Two B.C. law firms were targets of so-called social engineering frauds causing almost $2 million in real estate and investment funds to be wired to people other than clients the firms believed they were sending money to.
In one case, a client had received instructions for a fund transfer in person. Before the transfer, though, the firm received an email purportedly from the client. It was, however, from the fraudster and directed the firms to wire funds to a different account.
The client never received the funds as the lawyer sent the funds to the fraudster's account. In this case, the email address used by the fraudster was identical to that used by the client.
The second firm redirected over $1.5 million in investment funds held in trust for a corporate client raising capital in a securities transaction.

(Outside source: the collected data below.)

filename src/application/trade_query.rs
//! Trade query: fetches routes for intents, caches the latest result and
//! memoises projections.
//!
//! Delivery ordering is "latest key wins": every fetch takes a generation
//! number when it is issued, and a response is applied only if no newer fetch
//! was issued in the meantime. Superseded responses (and errors) are dropped.

use std::sync::Arc;
use tokio::sync::RwLock;
use tracing::debug;

use crate::domain::price::PriceTable;
use crate::domain::trade::{
    project, projection_key, ProjectionKey, QuoteRequest, RawRouteResult, TradeIntent, TradeKey,
    TradeProjection,
};
use crate::infrastructure::api_clients::QuoteApiClient;
use crate::shared::errors::QuoteError;

/// Result of a single fetch
#[derive(Debug, Clone)]
pub enum FetchOutcome {
    /// Intent not ready; nothing was requested
    Disabled,
    /// Response applied to the cache
    Fresh(Arc<RawRouteResult>),
    /// A newer fetch was issued before this one finished; response discarded
    Superseded,
}

/// Cached route for an intent
#[derive(Debug, Clone)]
pub struct QueryData {
    pub result: Arc<RawRouteResult>,
    /// Set when the result belongs to an earlier key of the same token pair
    pub is_previous: bool,
}

#[derive(Debug)]
struct CachedResult {
    key: TradeKey,
    id: u64,
    result: Arc<RawRouteResult>,
}

#[derive(Debug)]
struct CachedProjection {
    key: ProjectionKey,
    result_id: Option<u64>,
    projection: Arc<TradeProjection>,
}

#[derive(Debug, Default)]
struct QueryState {
    latest_generation: u64,
    next_result_id: u64,
    last_result: Option<CachedResult>,
    projection: Option<CachedProjection>,
}

pub struct TradeQuery {
    client: Arc<dyn QuoteApiClient>,
    state: RwLock<QueryState>,
}

impl TradeQuery {
    pub fn new(client: Arc<dyn QuoteApiClient>) -> Self {
        Self {
            client,
            state: RwLock::new(QueryState::default()),
        }
    }

    /// Fetch the route for `intent`, applying it only if it is still the latest request
    pub async fn fetch(&self, intent: &TradeIntent) -> Result<FetchOutcome, QuoteError> {
        let generation = {
            let mut state = self.state.write().await;
            state.latest_generation += 1;
            state.latest_generation
        };

        let Some(request) = QuoteRequest::from_intent(intent)? else {
            debug!("Trade intent not ready, skipping quote request");
            return Ok(FetchOutcome::Disabled);
        };

        let response = self.client.get_route(&request).await;

        let mut state = self.state.write().await;
        if state.latest_generation != generation {
            debug!(
                "Discarding superseded route {} -> {} (generation {} < {})",
                request.from_token_id, request.to_token_id, generation, state.latest_generation
            );
            return Ok(FetchOutcome::Superseded);
        }

        let result = Arc::new(response?);
        state.next_result_id += 1;
        let id = state.next_result_id;
        state.last_result = Some(CachedResult {
            key: intent.query_key(),
            id,
            result: Arc::clone(&result),
        });
        Ok(FetchOutcome::Fresh(result))
    }

    /// Cached route for `intent`.
    ///
    /// Falls back to the previous key's result only within the same chain and
    /// token pair; a different pair never sees another pair's route.
    pub async fn data(&self, intent: &TradeIntent) -> Option<QueryData> {
        let state = self.state.read().await;
        Self::lookup(&state, intent).map(|(_, data)| data)
    }

    fn lookup(state: &QueryState, intent: &TradeIntent) -> Option<(u64, QueryData)> {
        if !intent.is_ready() {
            return None;
        }
        let cached = state.last_result.as_ref()?;
        let key = intent.query_key();
        let is_previous = if cached.key == key {
            false
        } else if cached.key.same_pair(&key) {
            true
        } else {
            return None;
        };
        Some((
            cached.id,
            QueryData {
                result: Arc::clone(&cached.result),
                is_previous,
            },
        ))
    }

    /// Projection of the cached route for `intent`, recomputed whenever the
    /// intent, the price table, or the underlying result changes
    pub async fn trade(&self, intent: &TradeIntent, prices: Option<&PriceTable>) -> Arc<TradeProjection> {
        let key = projection_key(intent, prices);

        let mut state = self.state.write().await;
        let found = Self::lookup(&state, intent);
        let result_id = found.as_ref().map(|(id, _)| *id);

        if let Some(cached) = &state.projection {
            if cached.key == key && cached.result_id == result_id {
                return Arc::clone(&cached.projection);
            }
        }

        let raw = found.map(|(_, data)| data.result);
        let projection = Arc::new(project(raw.as_deref(), intent, prices));
        state.projection = Some(CachedProjection {
            key,
            result_id,
            projection: Arc::clone(&projection),
        });
        projection
    }
}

As in the first case, the firm originally received payment instructions from the corporate client. And, before wiring the funds to the client, the firm received an email, purportedly from the client but actually from the fraudster, directing that the funds be wired to a different bank account. Usually, these criminals get into the email servers by sending phishing attacks, so that they can monitor the transactions and jump in at the right moment.

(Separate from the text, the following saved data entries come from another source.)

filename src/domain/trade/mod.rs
//! Trade domain - intents, quote requests, route results and projections

mod intent;
mod projection;
mod request;
mod route;

pub use intent::{
    format_gas_price, SlippagePercentage, TradeIntent, TradeKey, DEFAULT_GAS_PRICE,
    DEFAULT_SLIPPAGE_PERCENTAGE,
};
pub use projection::{project, projection_key, ProjectionKey, TradeProjection};
pub use request::QuoteRequest;
pub use route::{BestRoute, RawRouteResult, RouteProcessorParams, WriteArgs};
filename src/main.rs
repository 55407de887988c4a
use anyhow::Result;
use clap::Parser;
use tracing_subscriber::EnvFilter;

use swapquote::app::{self, AppCfg, QuoteParams};
use swapquote::application::{Cli, Commands};
use swapquote::config::Config;

#[tokio::main]
async fn main() -> Result<()> {
    tracing_subscriber::fmt()
        .with_env_filter(EnvFilter::try_from_default_env().unwrap_or_else(|_| EnvFilter::new("info")))
        .with_writer(std::io::stderr)
        .init();
    let cli = Cli::parse();

    // Priority: CLI args > Config file > Defaults
    let base_config = match &cli.config {
        Some(config_path) => Config::from_file(config_path)?,
        None => Config::default(),
    };
    let mut app_cfg = AppCfg::from_config(base_config);

    match cli.command {
        Commands::Quote {
            chain_id,
            from,
            from_decimals,
            to,
            to_decimals,
            amount,
            gas_price,
            slippage,
            recipient,
            block_number,
            swap_url,
            prices_url,
            no_prices,
        } => {
            if let Some(gas_price) = gas_price {
                app_cfg.gas_price = gas_price;
            }
            if let Some(slippage) = slippage {
                app_cfg.slippage_percentage = slippage.parse()?;
            }
            if let Some(recipient) = recipient {
                app_cfg.recipient = Some(recipient);
            }
            if let Some(swap_url) = swap_url {
                app_cfg.swap_url = swap_url;
            }
            if let Some(prices_url) = prices_url {
                app_cfg.prices_url = prices_url;
            }

            let params = QuoteParams {
                chain_id,
                from,
                from_decimals,
                to,
                to_decimals,
                amount,
                block_number,
                with_prices: !no_prices,
            };
            app::run_quote(&app_cfg, params).await
        }
        Commands::LoadTokens { file, database } => {
            if let Some(database) = database {
                app_cfg.database_path = database;
            }
            app::run_load_tokens(&app_cfg, &file)
        }
    }
}
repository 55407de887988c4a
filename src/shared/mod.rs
//! Shared components - common types, errors, and utilities

pub mod types;
pub mod errors;
pub mod utils;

Once again, funds were sent to the fraudster and not received by the client. In this case, the email address used by the fraudster was identical to that used by the client, except for one letter.
The law society suggests lawyers, clients and other businesses can protect themselves in various ways against CEO Fraud:
- Any time a payment is imminent, assume that a hacker is also aware. Any client's or lawyer's email account can get hacked allowing a fraudster to perpetrate a social engineering fraud on the lawyer;
- Establish due diligence protocols for transferring funds and ensure all staff receive training and adhere to them; and
- Be aware that scammers can replicate firm and company websites.